Lincoln
Crónica negra: Ángeles de la muerte
Hace unos días un celador de un geriátrico de Olot (Gerona) ha sido detenido como presunto autor de la muerte de dos ingresadas en el centro, una de 85 años, fallecida la madrugada del 19 de octubre, y otra de 87, muerta el 12.
Podría tratarse de un asesino en serie de los llamados «ángeles de la muerte», muy frecuente en el colectivo de batas blancas. Las primeras indagaciones sugieren que la segunda fallecida lo fue por la ingestión de un líquido corrosivo, salfumán o lejía, que pudo serle suministrado con una jeringuilla, dado que no presenta quemaduras en la boca ni en la lengua, pero sí en la garganta. El celador imputado, Joan Vila, se ha declarado culpable. Falta probar lo que hizo si es que fue él.
De ser culpado, repite una conducta bastante extendida entre el colectivo de doctores, enfermeras y auxiliares de clínica. Muchos de ellos, soprendidos en el acto de desprenderse de sus pacientes por la vía rápida, suelen afirmar que lo hacen por pena, es decir que se convierten en «asesinos por compasión». En realidad esta argumentación es inaceptable. El mayor asesino en serie de todos los tiempos es un médico británico: Harold Shipman, descubierto en septiembre de 1998, probable autor de más de 400 asesinatos. Mataba a sus pacientes, en especial ancianos, supuestamente por compasión, pero según los criminólogos que le estudiaron se trata de un adicto al crimen. Él decía «cuando estoy con un paciente, yo soy Dios». Utilizaba una inyección con sobredosis de morfina.
Ya en 1970 le preguntaron sobre el estado de salud de un paciente anciano y resulta que estaba próxima la Pascua: «Yo no le compraría ningún huevo de Pascua», dijo, y se apresuró sólo cuatro días más tarde para hacer fiable su diagnóstico pinchándole morfina y provocándole la muerte. Shipman quiso descargar su responsabilidad afirmando que había visto morir a su madre de cáncer entre fuertes dolores, pero en realidad este médico de familia, con cara de bueno, modales corteses y muy preocupado por la salud de los ancianitos, tiene un carácter adictivo. Y en su adicción, Shipman, incorregible, se ahorcó en prisión.

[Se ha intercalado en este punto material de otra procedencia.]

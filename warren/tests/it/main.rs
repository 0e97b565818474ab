mod consume;
mod helper;
mod queue;
mod respond;
mod rpc;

El celador de Olot afirma haber actuado al ver el mal estado físico de las dos mujeres muertas. Una de ellas con grandes problemas de movilidad: vivía en silla de ruedas. Las señoras tenían achaques propios de la edad y alguna dolencia persistente y grave, pero quitarse de en medio era un asunto suyo, no del celador.
Los «ángeles de la muerte», médicos, enfermeros o celadores, suelen especializarse en cualquier clase de paciente y no sólo ancianos. La enfermera Beverly Allitt, nacida en Lincoln, Inglaterra, se dedicó a matar niños inyectándoles insulina en el servicio de pediatría del hospital de Grantham. Era una chica guapa, de risa fácil. Aprovechaba la muerte de un niño para explayarse con la familia y convertirse en su gran consuelo. El pabellón de pediatría del hospital se convirtió en el de mayor tasa de niños fallecidos. Cuando finalmente detuvieron a la enfermera Beverly Allitt, un verdadero «ángel de los demonios», había dado muerte a cuatro niños y lesionado a tres.
En Olot no se trata de finas inyecciones de morfina o insulina, sino del bárbaro estrago del salfumán que quema el tubo digestivo. ¿Cómo lo suministró? ¿Con una jeringa en la faringe? ¿Estaba la abuela dormida o desmayada por el dolor? La muerte por ingestión de lejía es muy dolorosa. Si lo hizo, podrá probarse. Han ordenado la exhumación de la fallecida en primer lugar. Podría haber un tercer cadáver.
Sin compasión
Una vez descubierto, rara vez el sanador travestido en criminal confiesa la verdad y trata de dar la mejor versión de sí mismo: por ejemplo, muerte por compasión, que es de lo que suelen carecer. A los «ángeles de la muerte» no basta con capturarlos, sino que hay que comprenderlos. Sus víctimas son las más indefensas y la criminología debería descubrir qué les empuja a matar. Entre los casos extraordinarios destaca el alemán Stephan Letter, condenado a la perpetua por matar a 29 pacientes, entre 2003 y 2004, en el hospital donde trabajaba.
En el siglo XX, el escuadrón de la muerte del Hospital Lainz de Viena, compuesto por cuatro enfermeras, asesinaron a 49 personas, muchas de ellas ancianos. Richard Angelo asesinó a 25 pacientes en el Samaritan de Long Island de Nueva York: ponía a los elegidos al borde de la muerte con un cóctel de drogas y luego se hacía el héroe salvándolos en el último momento. Pero, como muchos, llegaba tarde.